Transcribe the line containing "filename aoc-solutions/src/bin/y2025_d11_p1.rs" and every line after it, exactly, through the end of the records.

• • • • •

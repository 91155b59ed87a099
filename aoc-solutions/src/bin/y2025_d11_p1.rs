aoc_solver::script_main!(aoc_solutions::my_solutions::year_2025::day_11::Solver, 1);
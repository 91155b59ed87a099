//! Kernels shared by the puzzle solutions

pub mod dp_cache;
pub mod geometry;
pub mod graph;
pub mod hash;
pub mod input;
pub mod interval;
pub mod machine;
pub mod numeric;
pub mod ring;
pub mod seq;
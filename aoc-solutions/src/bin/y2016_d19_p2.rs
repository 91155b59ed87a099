aoc_solver::script_main!(aoc_solutions::my_solutions::year_2016::day_19::Solver, 2);
aoc_solver::script_main!(aoc_solutions::my_solutions::year_2017::day_01::Solver, 1);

• • • • •

* _Answer to the problem_
filename aoc-solutions/src/bin/y2025_d11_p1.rs
aoc_solver::script_main!(aoc_solutions::my_solutions::year_2025::day_11::Solver, 1);
repository 91155b59ed87a099
//! Kernels shared by the puzzle solutions

pub mod dp_cache;
pub mod geometry;
pub mod graph;
pub mod hash;
pub mod input;
pub mod interval;
pub mod machine;
pub mod numeric;
pub mod ring;
pub mod seq;
filename aoc-solutions/src/bin/y2016_d19_p2.rs
repository 91155b59ed87a099
aoc_solver::script_main!(aoc_solutions::my_solutions::year_2016::day_19::Solver, 2);
aoc_solver::script_main!(aoc_solutions::my_solutions::year_2017::day_01::Solver, 1);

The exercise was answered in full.